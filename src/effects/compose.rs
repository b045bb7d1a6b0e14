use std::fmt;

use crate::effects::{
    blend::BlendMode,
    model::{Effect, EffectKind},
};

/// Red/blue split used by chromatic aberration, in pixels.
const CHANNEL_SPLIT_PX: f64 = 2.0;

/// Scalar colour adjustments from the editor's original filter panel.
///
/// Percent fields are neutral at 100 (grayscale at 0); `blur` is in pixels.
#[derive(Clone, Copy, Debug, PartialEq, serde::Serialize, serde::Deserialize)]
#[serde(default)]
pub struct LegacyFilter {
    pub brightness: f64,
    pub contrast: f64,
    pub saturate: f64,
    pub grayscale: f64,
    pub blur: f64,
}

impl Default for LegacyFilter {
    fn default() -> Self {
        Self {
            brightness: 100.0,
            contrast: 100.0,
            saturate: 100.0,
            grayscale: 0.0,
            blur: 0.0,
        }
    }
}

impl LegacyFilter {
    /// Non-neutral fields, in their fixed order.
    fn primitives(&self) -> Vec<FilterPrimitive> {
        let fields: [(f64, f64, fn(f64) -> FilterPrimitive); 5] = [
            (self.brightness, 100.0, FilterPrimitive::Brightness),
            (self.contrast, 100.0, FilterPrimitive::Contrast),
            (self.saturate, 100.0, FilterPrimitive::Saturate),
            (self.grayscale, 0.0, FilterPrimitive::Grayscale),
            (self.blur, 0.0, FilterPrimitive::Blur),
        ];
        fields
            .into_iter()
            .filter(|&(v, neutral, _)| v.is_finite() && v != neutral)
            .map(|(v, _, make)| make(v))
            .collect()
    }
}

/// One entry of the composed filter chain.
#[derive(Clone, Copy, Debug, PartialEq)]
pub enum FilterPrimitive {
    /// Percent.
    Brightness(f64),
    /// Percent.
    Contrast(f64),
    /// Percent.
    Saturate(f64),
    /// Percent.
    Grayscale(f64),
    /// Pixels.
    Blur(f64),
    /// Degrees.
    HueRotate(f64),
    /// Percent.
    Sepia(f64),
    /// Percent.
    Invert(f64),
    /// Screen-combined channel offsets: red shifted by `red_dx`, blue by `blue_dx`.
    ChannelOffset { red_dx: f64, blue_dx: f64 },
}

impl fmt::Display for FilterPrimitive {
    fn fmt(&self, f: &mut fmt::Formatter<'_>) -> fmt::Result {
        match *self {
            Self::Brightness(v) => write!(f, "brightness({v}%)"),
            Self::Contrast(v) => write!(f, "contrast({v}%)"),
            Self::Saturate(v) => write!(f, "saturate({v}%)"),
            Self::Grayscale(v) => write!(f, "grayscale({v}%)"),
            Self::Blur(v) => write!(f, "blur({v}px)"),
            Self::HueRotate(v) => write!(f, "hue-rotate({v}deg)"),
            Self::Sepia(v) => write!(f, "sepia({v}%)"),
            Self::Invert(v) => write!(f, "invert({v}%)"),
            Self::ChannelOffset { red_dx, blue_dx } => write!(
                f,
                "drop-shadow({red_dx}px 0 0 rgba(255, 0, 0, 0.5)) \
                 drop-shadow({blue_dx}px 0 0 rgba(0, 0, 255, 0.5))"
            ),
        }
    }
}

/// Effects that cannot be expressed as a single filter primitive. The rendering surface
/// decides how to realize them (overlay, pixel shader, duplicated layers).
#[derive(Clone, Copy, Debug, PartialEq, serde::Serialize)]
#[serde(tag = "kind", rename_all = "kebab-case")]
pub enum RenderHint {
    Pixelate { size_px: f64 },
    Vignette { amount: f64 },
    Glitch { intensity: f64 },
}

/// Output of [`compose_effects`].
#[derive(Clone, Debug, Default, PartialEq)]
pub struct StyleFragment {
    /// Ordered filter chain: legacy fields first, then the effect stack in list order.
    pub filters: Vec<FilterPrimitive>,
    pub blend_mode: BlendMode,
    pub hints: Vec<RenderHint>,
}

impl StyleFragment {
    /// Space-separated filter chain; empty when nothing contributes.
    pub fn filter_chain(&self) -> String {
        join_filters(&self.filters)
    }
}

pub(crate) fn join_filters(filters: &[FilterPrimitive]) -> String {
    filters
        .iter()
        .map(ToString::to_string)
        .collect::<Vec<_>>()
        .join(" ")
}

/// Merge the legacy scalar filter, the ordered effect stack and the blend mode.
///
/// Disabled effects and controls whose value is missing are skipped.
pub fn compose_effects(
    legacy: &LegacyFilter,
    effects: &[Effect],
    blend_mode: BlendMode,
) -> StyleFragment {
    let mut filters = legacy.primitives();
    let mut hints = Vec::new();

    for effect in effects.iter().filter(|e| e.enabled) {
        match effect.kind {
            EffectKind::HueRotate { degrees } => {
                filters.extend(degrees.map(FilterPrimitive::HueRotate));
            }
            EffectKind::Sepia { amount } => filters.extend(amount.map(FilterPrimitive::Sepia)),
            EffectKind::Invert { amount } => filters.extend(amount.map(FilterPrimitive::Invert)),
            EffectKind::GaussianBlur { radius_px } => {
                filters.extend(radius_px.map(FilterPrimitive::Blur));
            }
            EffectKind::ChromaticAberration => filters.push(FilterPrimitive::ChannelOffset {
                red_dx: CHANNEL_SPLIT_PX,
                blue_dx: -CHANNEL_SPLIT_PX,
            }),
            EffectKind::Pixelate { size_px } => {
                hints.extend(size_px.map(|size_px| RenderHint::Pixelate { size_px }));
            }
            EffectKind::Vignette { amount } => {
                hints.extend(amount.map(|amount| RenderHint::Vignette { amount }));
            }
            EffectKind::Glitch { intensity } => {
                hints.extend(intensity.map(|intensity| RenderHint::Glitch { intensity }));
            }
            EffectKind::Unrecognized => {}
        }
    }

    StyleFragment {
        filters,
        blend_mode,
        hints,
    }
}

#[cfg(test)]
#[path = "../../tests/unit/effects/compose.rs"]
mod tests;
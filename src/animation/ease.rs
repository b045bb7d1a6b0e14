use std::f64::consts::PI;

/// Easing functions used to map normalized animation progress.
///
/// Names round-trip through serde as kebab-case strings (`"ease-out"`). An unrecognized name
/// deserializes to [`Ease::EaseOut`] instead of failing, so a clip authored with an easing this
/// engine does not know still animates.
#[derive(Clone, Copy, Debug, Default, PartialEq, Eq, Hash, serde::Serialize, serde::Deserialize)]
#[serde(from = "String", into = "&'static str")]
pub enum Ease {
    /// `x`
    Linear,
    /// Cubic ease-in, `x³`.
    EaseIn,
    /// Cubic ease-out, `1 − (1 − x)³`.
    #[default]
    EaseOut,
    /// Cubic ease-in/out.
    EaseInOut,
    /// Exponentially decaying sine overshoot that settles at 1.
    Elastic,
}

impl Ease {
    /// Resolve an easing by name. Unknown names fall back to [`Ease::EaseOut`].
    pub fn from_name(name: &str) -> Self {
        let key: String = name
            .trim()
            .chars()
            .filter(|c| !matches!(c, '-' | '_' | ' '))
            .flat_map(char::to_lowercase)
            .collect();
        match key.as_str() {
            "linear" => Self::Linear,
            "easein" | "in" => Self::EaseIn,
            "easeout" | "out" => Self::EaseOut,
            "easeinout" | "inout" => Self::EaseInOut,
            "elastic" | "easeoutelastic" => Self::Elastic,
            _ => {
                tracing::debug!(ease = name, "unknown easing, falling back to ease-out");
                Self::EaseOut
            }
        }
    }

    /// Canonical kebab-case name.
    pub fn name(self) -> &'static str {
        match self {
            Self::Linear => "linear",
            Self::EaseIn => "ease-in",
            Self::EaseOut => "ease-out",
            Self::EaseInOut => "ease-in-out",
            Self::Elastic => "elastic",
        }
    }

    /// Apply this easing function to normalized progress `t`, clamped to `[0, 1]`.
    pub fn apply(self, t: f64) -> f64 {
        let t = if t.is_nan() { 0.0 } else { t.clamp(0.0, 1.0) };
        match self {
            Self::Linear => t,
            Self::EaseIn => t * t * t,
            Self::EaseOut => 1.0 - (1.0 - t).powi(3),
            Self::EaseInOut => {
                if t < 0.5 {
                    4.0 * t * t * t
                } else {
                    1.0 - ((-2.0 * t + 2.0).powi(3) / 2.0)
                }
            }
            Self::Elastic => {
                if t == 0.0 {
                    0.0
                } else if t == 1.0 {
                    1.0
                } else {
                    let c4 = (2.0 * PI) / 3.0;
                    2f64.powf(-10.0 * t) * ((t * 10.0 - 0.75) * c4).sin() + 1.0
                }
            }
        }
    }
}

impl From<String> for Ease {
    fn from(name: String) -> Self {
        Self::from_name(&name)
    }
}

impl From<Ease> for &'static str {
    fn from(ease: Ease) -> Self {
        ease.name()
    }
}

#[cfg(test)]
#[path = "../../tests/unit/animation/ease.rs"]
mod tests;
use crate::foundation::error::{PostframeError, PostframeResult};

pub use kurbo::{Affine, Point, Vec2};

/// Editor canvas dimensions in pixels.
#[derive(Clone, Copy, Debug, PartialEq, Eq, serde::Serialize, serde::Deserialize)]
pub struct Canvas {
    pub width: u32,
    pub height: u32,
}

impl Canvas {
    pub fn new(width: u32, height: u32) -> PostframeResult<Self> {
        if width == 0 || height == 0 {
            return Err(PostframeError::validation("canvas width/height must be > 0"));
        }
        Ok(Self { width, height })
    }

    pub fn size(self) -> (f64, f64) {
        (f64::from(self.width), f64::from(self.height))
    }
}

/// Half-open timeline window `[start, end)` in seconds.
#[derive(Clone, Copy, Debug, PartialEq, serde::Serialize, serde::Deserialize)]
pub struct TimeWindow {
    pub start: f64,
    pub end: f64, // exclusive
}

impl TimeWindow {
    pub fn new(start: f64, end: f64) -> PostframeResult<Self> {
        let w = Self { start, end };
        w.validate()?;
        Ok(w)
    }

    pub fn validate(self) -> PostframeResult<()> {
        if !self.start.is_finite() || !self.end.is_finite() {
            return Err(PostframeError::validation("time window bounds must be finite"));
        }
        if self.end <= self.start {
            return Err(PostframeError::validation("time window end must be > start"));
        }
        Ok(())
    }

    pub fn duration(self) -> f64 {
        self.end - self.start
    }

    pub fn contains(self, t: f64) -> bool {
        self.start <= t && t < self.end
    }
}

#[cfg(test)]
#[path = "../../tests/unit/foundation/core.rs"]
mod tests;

──────────────────────────────

> [Problem statement]: In the data above, start at the line that has "let t = if t.is_nan()", stop after the line that has "4.0 * t * t * t", and print every line in between exactly as it stands.

> [Reply]:
        let t = if t.is_nan() { 0.0 } else { t.clamp(0.0, 1.0) };
        match self {
            Self::Linear => t,
            Self::EaseIn => t * t * t,
            Self::EaseOut => 1.0 - (1.0 - t).powi(3),
            Self::EaseInOut => {
                if t < 0.5 {
                    4.0 * t * t * t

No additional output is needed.